O grupo de pesquisadores da Imperial College Londres acredita que a quantidade de casos confirmados de COVID-19 provavelmente é muito menor do que a taxa geral de infecção. “Estimamos que houve mais infecções do que as reportadas atualmente”, afirmaram eles, “em razão do foco em evidências nas proximidades de hospitais, e não na comunidade”.
Na Itália, os resultados sugerem que 5,9 milhões de pessoas foram infectadas até 28 de março, o que corresponde a 9,8% da população. Na Espanha, estima-se que 15% das pessoas contraíram a doença.

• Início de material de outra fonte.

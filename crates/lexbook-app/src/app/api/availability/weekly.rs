use lexbook_service::availability::AvailabilityDraft;
use salvo::http::StatusCode;
use salvo::writing::Json;
use salvo::{Depot, Request, Response, Router, handler};

use super::{render_app_error, render_error};
use crate::backend_handler::get_backend_from_depot;
use crate::error::AppError;
use crate::schedule_handler::get_schedule_from_depot;

/// ## Summary
/// POST /api/availability/weekly?lawyer_user_id={id} - Submit a weekly slot
///
/// Validates the wizard draft, converts its times to 12-hour form and forwards
/// the derived slot to the backend. The backend's JSON is returned with 201.
///
/// ## Errors
/// Returns HTTP 400 if `lawyer_user_id` is missing, the body is malformed or
/// the draft fails validation.
/// Returns the backend's status for backend 4xx responses, otherwise HTTP 502
/// if the backend cannot be reached or fails.
#[handler]
async fn create_weekly_handler(req: &mut Request, depot: &mut Depot, res: &mut Response) {
    let Some(lawyer_user_id) = req.query::<i64>("lawyer_user_id") else {
        render_error(res, StatusCode::BAD_REQUEST, "lawyer_user_id is required");
        return;
    };

    let draft: AvailabilityDraft = match req.parse_json().await {
        Ok(draft) => draft,
        Err(e) => {
            tracing::debug!(error = ?e, "Failed to parse availability draft");
            render_error(res, StatusCode::BAD_REQUEST, "Invalid request body");
            return;
        }
    };

    let (schedule, client) = match (get_schedule_from_depot(depot), get_backend_from_depot(depot)) {
        (Ok(schedule), Ok(client)) => (schedule, client),
        (Err(e), _) | (_, Err(e)) => {
            render_app_error(res, &e);
            return;
        }
    };

    let request = match draft.to_request(schedule.calendar_today()) {
        Ok(request) => request,
        Err(e) => {
            render_app_error(res, &AppError::from(e));
            return;
        }
    };

    tracing::info!(
        lawyer_user_id,
        day = %request.day_of_week,
        start = %request.start_time,
        end = %request.end_time,
        "Submitting weekly availability"
    );

    match client.create_weekly_slot(lawyer_user_id, &request).await {
        Ok(created) => {
            res.status_code(StatusCode::CREATED);
            res.render(Json(created));
        }
        Err(e) => render_app_error(res, &AppError::from(e)),
    }
}

#[must_use]
pub fn routes() -> Router {
    Router::with_path("weekly").post(create_weekly_handler)
}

O estudo adverte ainda que “muitas intervenções só aconteceram recentemente, e os efeitos delas ainda não foram analisados completamente em função do atraso entre a infecção e o óbito”.
Na Alemanha, por exemplo, estima-se que há uma das “taxas de ataque” mais baixas: 0,7%, com 600 mil pessoas infectadas. Mas o país está hoje em uma etapa anterior da propagação do vírus do que a Espanha ou a Itália.
Nos 11 países estudados, os pesquisadores acreditam que a taxa média de “ataque” ou infecção é de 4,9%, o que, segundo eles, indica “que as populações na Europa não estão perto da imunidade coletiva”.
Mas eles deixam uma mensagem de esperança na conclusão dos estudos: “Não podemos dizer, com certeza, que as medidas atuais têm controlado a epidemia na Europa. Mas, se a tendência atual continuar, há motivos para otimismo”.